YOUR OBJECTIVE – Give every line of the data again, exactly.

EXCERPTED DATA –
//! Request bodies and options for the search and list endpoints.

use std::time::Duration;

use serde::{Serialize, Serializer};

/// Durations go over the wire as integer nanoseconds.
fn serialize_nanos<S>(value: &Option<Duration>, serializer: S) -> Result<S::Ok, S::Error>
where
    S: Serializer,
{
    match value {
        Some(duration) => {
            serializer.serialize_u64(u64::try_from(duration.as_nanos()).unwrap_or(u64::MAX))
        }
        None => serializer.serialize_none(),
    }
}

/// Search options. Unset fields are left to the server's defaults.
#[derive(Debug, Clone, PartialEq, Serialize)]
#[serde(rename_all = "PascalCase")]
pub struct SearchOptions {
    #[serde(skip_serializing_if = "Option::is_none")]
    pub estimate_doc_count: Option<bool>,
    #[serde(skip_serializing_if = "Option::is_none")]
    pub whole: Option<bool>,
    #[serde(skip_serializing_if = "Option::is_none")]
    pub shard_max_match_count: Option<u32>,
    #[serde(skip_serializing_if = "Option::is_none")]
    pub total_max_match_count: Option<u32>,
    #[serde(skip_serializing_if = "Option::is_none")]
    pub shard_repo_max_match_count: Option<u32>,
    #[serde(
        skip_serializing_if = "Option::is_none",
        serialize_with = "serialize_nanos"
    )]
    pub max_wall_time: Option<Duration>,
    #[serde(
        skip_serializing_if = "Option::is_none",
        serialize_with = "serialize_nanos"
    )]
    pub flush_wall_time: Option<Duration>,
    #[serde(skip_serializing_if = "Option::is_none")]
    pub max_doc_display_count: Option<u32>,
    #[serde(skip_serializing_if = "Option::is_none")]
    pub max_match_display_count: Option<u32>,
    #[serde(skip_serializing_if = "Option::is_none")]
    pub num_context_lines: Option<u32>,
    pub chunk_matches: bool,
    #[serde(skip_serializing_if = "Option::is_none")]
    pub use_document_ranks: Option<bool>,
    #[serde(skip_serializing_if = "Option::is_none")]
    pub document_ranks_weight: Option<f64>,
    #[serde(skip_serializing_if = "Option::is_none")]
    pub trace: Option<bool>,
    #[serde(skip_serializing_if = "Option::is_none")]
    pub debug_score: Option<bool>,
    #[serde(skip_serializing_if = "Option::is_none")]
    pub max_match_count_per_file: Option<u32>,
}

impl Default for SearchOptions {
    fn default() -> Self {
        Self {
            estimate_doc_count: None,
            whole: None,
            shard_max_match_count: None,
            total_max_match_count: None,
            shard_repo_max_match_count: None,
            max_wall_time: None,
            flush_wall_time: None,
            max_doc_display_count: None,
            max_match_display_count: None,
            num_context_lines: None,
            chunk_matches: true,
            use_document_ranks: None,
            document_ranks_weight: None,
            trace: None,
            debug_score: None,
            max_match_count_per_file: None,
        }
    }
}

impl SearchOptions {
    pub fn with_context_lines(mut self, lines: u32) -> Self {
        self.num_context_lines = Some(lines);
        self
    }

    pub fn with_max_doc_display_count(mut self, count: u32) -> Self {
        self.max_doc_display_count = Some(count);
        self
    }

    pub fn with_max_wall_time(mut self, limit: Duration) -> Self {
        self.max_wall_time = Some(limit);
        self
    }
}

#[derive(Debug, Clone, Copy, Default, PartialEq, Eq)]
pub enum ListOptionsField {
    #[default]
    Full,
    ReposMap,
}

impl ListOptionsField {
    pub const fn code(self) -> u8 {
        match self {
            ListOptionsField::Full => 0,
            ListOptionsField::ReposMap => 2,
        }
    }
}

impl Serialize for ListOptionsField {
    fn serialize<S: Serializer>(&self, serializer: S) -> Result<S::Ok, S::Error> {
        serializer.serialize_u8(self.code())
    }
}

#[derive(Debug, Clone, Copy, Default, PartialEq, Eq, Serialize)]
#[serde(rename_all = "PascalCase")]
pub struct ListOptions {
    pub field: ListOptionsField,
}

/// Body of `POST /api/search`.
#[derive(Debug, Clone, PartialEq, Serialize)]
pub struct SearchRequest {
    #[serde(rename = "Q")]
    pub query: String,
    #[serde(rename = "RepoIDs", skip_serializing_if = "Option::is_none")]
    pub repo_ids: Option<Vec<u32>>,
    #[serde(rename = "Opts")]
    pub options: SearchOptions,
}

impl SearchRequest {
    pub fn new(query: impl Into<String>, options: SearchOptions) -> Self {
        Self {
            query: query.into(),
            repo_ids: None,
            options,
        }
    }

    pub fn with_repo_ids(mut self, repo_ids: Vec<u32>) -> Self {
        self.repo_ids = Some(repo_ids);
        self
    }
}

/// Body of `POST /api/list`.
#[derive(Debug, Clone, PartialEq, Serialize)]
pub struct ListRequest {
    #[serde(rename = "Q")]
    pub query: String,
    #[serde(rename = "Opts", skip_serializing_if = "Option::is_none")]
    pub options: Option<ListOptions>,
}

SOLUTION –
//! Request bodies and options for the search and list endpoints.

use std::time::Duration;

use serde::{Serialize, Serializer};

/// Durations go over the wire as integer nanoseconds.
fn serialize_nanos<S>(value: &Option<Duration>, serializer: S) -> Result<S::Ok, S::Error>
where
    S: Serializer,
{
    match value {
        Some(duration) => {
            serializer.serialize_u64(u64::try_from(duration.as_nanos()).unwrap_or(u64::MAX))
        }
        None => serializer.serialize_none(),
    }
}

/// Search options. Unset fields are left to the server's defaults.
#[derive(Debug, Clone, PartialEq, Serialize)]
#[serde(rename_all = "PascalCase")]
pub struct SearchOptions {
    #[serde(skip_serializing_if = "Option::is_none")]
    pub estimate_doc_count: Option<bool>,
    #[serde(skip_serializing_if = "Option::is_none")]
    pub whole: Option<bool>,
    #[serde(skip_serializing_if = "Option::is_none")]
    pub shard_max_match_count: Option<u32>,
    #[serde(skip_serializing_if = "Option::is_none")]
    pub total_max_match_count: Option<u32>,
    #[serde(skip_serializing_if = "Option::is_none")]
    pub shard_repo_max_match_count: Option<u32>,
    #[serde(
        skip_serializing_if = "Option::is_none",
        serialize_with = "serialize_nanos"
    )]
    pub max_wall_time: Option<Duration>,
    #[serde(
        skip_serializing_if = "Option::is_none",
        serialize_with = "serialize_nanos"
    )]
    pub flush_wall_time: Option<Duration>,
    #[serde(skip_serializing_if = "Option::is_none")]
    pub max_doc_display_count: Option<u32>,
    #[serde(skip_serializing_if = "Option::is_none")]
    pub max_match_display_count: Option<u32>,
    #[serde(skip_serializing_if = "Option::is_none")]
    pub num_context_lines: Option<u32>,
    pub chunk_matches: bool,
    #[serde(skip_serializing_if = "Option::is_none")]
    pub use_document_ranks: Option<bool>,
    #[serde(skip_serializing_if = "Option::is_none")]
    pub document_ranks_weight: Option<f64>,
    #[serde(skip_serializing_if = "Option::is_none")]
    pub trace: Option<bool>,
    #[serde(skip_serializing_if = "Option::is_none")]
    pub debug_score: Option<bool>,
    #[serde(skip_serializing_if = "Option::is_none")]
    pub max_match_count_per_file: Option<u32>,
}

impl Default for SearchOptions {
    fn default() -> Self {
        Self {
            estimate_doc_count: None,
            whole: None,
            shard_max_match_count: None,
            total_max_match_count: None,
            shard_repo_max_match_count: None,
            max_wall_time: None,
            flush_wall_time: None,
            max_doc_display_count: None,
            max_match_display_count: None,
            num_context_lines: None,
            chunk_matches: true,
            use_document_ranks: None,
            document_ranks_weight: None,
            trace: None,
            debug_score: None,
            max_match_count_per_file: None,
        }
    }
}

impl SearchOptions {
    pub fn with_context_lines(mut self, lines: u32) -> Self {
        self.num_context_lines = Some(lines);
        self
    }

    pub fn with_max_doc_display_count(mut self, count: u32) -> Self {
        self.max_doc_display_count = Some(count);
        self
    }

    pub fn with_max_wall_time(mut self, limit: Duration) -> Self {
        self.max_wall_time = Some(limit);
        self
    }
}

#[derive(Debug, Clone, Copy, Default, PartialEq, Eq)]
pub enum ListOptionsField {
    #[default]
    Full,
    ReposMap,
}

impl ListOptionsField {
    pub const fn code(self) -> u8 {
        match self {
            ListOptionsField::Full => 0,
            ListOptionsField::ReposMap => 2,
        }
    }
}

impl Serialize for ListOptionsField {
    fn serialize<S: Serializer>(&self, serializer: S) -> Result<S::Ok, S::Error> {
        serializer.serialize_u8(self.code())
    }
}

#[derive(Debug, Clone, Copy, Default, PartialEq, Eq, Serialize)]
#[serde(rename_all = "PascalCase")]
pub struct ListOptions {
    pub field: ListOptionsField,
}

/// Body of `POST /api/search`.
#[derive(Debug, Clone, PartialEq, Serialize)]
pub struct SearchRequest {
    #[serde(rename = "Q")]
    pub query: String,
    #[serde(rename = "RepoIDs", skip_serializing_if = "Option::is_none")]
    pub repo_ids: Option<Vec<u32>>,
    #[serde(rename = "Opts")]
    pub options: SearchOptions,
}

impl SearchRequest {
    pub fn new(query: impl Into<String>, options: SearchOptions) -> Self {
        Self {
            query: query.into(),
            repo_ids: None,
            options,
        }
    }

    pub fn with_repo_ids(mut self, repo_ids: Vec<u32>) -> Self {
        self.repo_ids = Some(repo_ids);
        self
    }
}

/// Body of `POST /api/list`.
#[derive(Debug, Clone, PartialEq, Serialize)]
pub struct ListRequest {
    #[serde(rename = "Q")]
    pub query: String,
    #[serde(rename = "Opts", skip_serializing_if = "Option::is_none")]
    pub options: Option<ListOptions>,
}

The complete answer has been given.